PostPosted: Mon Apr 04, 2022 6:32 pm    Post subject: Reply with quote

Hey,
your rules shown here are only to forward packets from in.ter.nal.ip/ex.ter.nal.ip to the ppp0 interface.
Code:

table inet firewall {
   chain test {
      type filter hook forward priority 500; policy accept;
      ip saddr in.ter.nal.ip oifname "ppp0" counter
      ip saddr ex.ter.nal.ip oifname "ppp0" counter
   }
}


No nat is done with it. Further not sure why you forward traffic from ex.ter.nal.ip to ppp0 or is it another internal network? If it is your external ip, this rule should never be hit (your rule means: forward traffic from internet to internet).
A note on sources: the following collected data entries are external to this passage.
//! Builder for constructing a vault engine from factory maps.
//!
//! Each pluggable concern (storage, notifications, documents) is configured
//! as a `primary` name plus a table of implementation configs. The builder
//! looks up a factory for the primary implementation, hands it its config
//! table and wraps the result in the matching service.

use crate::engine::VaultEngine;
use std::collections::HashMap;
use std::fmt::Display;
use std::sync::Arc;
use thiserror::Error;
use vault_config::Config;
use vault_documents::{DocumentError, DocumentInterface, DocumentService};
use vault_notify::{NotificationError, NotificationInterface, NotificationService};
use vault_storage::{StorageError, StorageInterface, StorageService};

#[derive(Debug, Error)]
pub enum BuilderError {
	#[error("Configuration error: {0}")]
	Config(String),
	#[error("Missing required component: {0}")]
	MissingComponent(String),
}

/// Factory functions for every pluggable component, keyed by implementation
/// name.
pub struct VaultFactories<SF, NF, DF> {
	pub storage_factories: HashMap<String, SF>,
	pub notification_factories: HashMap<String, NF>,
	pub document_factories: HashMap<String, DF>,
}

pub struct VaultBuilder {
	config: Config,
}

/// Instantiates the primary implementation of one component.
fn create_primary<F, T, E>(
	component: &str,
	primary: &str,
	implementations: &HashMap<String, toml::Value>,
	factories: &HashMap<String, F>,
) -> Result<T, BuilderError>
where
	F: Fn(&toml::Value) -> Result<T, E>,
	E: Display,
{
	let config = implementations.get(primary).ok_or_else(|| {
		BuilderError::Config(format!(
			"Primary {} '{}' has no configuration",
			component, primary
		))
	})?;
	let factory = factories.get(primary).ok_or_else(|| {
		BuilderError::MissingComponent(format!("{} implementation '{}'", component, primary))
	})?;

	match factory(config) {
		Ok(implementation) => {
			tracing::info!(component, implementation = %primary, "Loaded");
			Ok(implementation)
		},
		Err(e) => {
			tracing::error!(
				component,
				implementation = %primary,
				error = %e,
				"Failed to create implementation"
			);
			Err(BuilderError::Config(format!(
				"Failed to create {} implementation '{}': {}",
				component, primary, e
			)))
		},
	}
}

impl VaultBuilder {
	pub fn new(config: Config) -> Self {
		Self { config }
	}

	pub fn build<SF, NF, DF>(
		self,
		factories: VaultFactories<SF, NF, DF>,
	) -> Result<VaultEngine, BuilderError>
	where
		SF: Fn(&toml::Value) -> Result<Box<dyn StorageInterface>, StorageError>,
		NF: Fn(&toml::Value) -> Result<Box<dyn NotificationInterface>, NotificationError>,
		DF: Fn(&toml::Value) -> Result<Box<dyn DocumentInterface>, DocumentError>,
	{
		let config = &self.config;

		let storage_backend = create_primary(
			"storage",
			&config.storage.primary,
			&config.storage.implementations,
			&factories.storage_factories,
		)?;
		let storage = Arc::new(StorageService::new(storage_backend));

		let notification_backend = create_primary(
			"notifications",
			&config.notifications.primary,
			&config.notifications.implementations,
			&factories.notification_factories,
		)?;
		let notifications = Arc::new(NotificationService::new(
			notification_backend,
			config.notifications.from_address.clone(),
			config.notifications.operations_address.clone(),
		));

		let document_backend = create_primary(
			"documents",
			&config.documents.primary,
			&config.documents.implementations,
			&factories.document_factories,
		)?;
		let documents = Arc::new(DocumentService::new(document_backend));

		Ok(VaultEngine::new(
			self.config,
			storage,
			documents,
			notifications,
		))
	}
}

#[cfg(test)]
mod tests {
	use super::*;
	use std::str::FromStr;
	use vault_documents::implementations::template;
	use vault_notify::implementations::log;
	use vault_storage::implementations::memory;

	type StorageFactory = fn(&toml::Value) -> Result<Box<dyn StorageInterface>, StorageError>;
	type NotificationFactory =
		fn(&toml::Value) -> Result<Box<dyn NotificationInterface>, NotificationError>;
	type DocumentFactory = fn(&toml::Value) -> Result<Box<dyn DocumentInterface>, DocumentError>;

	const CONFIG: &str = r#"
[service]
id = "vault-test"

[storage]
primary = "memory"
[storage.implementations.memory]

[notifications]
primary = "log"
from_address = "orders@example.co.uk"
operations_address = "ops@example.co.uk"
[notifications.implementations.log]

[documents]
primary = "template"
[documents.implementations.template]
"#;

	fn factories() -> VaultFactories<StorageFactory, NotificationFactory, DocumentFactory> {
		VaultFactories {
			storage_factories: HashMap::from([(
				"memory".to_string(),
				memory::create_storage as StorageFactory,
			)]),
			notification_factories: HashMap::from([(
				"log".to_string(),
				log::create_notifier as NotificationFactory,
			)]),
			document_factories: HashMap::from([(
				"template".to_string(),
				template::create_generator as DocumentFactory,
			)]),
		}
	}

	#[test]
	fn test_build_with_registered_factories() {
		let config = Config::from_str(CONFIG).unwrap();
		let engine = VaultBuilder::new(config).build(factories()).unwrap();
		assert_eq!(engine.config().service.id, "vault-test");
	}

	#[test]
	fn test_missing_factory_is_reported() {
		let config = Config::from_str(CONFIG).unwrap();
		let mut factories = factories();
		factories.document_factories.clear();

		let err = VaultBuilder::new(config).build(factories).err().unwrap();
		assert!(matches!(err, BuilderError::MissingComponent(ref m) if m.contains("template")));
	}
}
//! Document version history of an order.
//!
//! Versions are numbered from 1 and only ever appended. Approving an order
//! locks its latest version, after which no new version may be added.

use super::OrderStateError;
use vault_documents::SealedDocument;
use vault_types::{DocumentVersion, Order, VersionStatus};

/// Appends a new draft version and supersedes the previous draft.
///
/// Returns the new version number.
pub fn add_version(
	order: &mut Order,
	sealed: &SealedDocument,
	now: u64,
) -> Result<u32, OrderStateError> {
	if order.is_locked() {
		return Err(OrderStateError::VersionLocked(order.id.clone()));
	}

	let next = order.documents.iter().map(|v| v.version).max().unwrap_or(0) + 1;
	for previous in order
		.documents
		.iter_mut()
		.filter(|v| v.status == VersionStatus::Draft)
	{
		previous.status = VersionStatus::Superseded;
	}

	order.documents.push(DocumentVersion {
		version: next,
		document_type: sealed.document.document_type.clone(),
		filename: sealed.document.filename.clone(),
		content_hash: sealed.content_hash.clone(),
		generator: sealed.document.generator.clone(),
		generated_at: now,
		status: VersionStatus::Draft,
		locked: false,
		content: sealed.document.content.clone(),
	});
	Ok(next)
}

/// Marks the latest version final and locks it.
pub fn lock_current(order: &mut Order) -> Result<u32, OrderStateError> {
	let current = order
		.documents
		.iter_mut()
		.max_by_key(|v| v.version)
		.ok_or_else(|| OrderStateError::NoDocuments(order.id.clone()))?;
	current.status = VersionStatus::Final;
	current.locked = true;
	Ok(current.version)
}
I would recommend to do 2 things:
1) add masquerade to the rules
2) set forward policy to drop and forward only traffic from ppp0 which is established or related to a connection

This might look like:
Code:

table inet firewall {
   chain test {
      type filter hook forward priority filter; policy drop;
      ip saddr in.ter.nal.ip oifname "ppp0" counter
      #ip saddr ex.ter.nal.ip oifname "ppp0" counter
      ifname ppp0 ct state established,related counter accept
   }
}

table inet nat {
         chain POSTROUTING {
                 type nat hook postrouting priority srcnat;
                 oifname ppp0 masquerade
         }
}



Related to your other question: remember that nat is done postrouting means before leaving the local host(after forwarding), so where are you dumping?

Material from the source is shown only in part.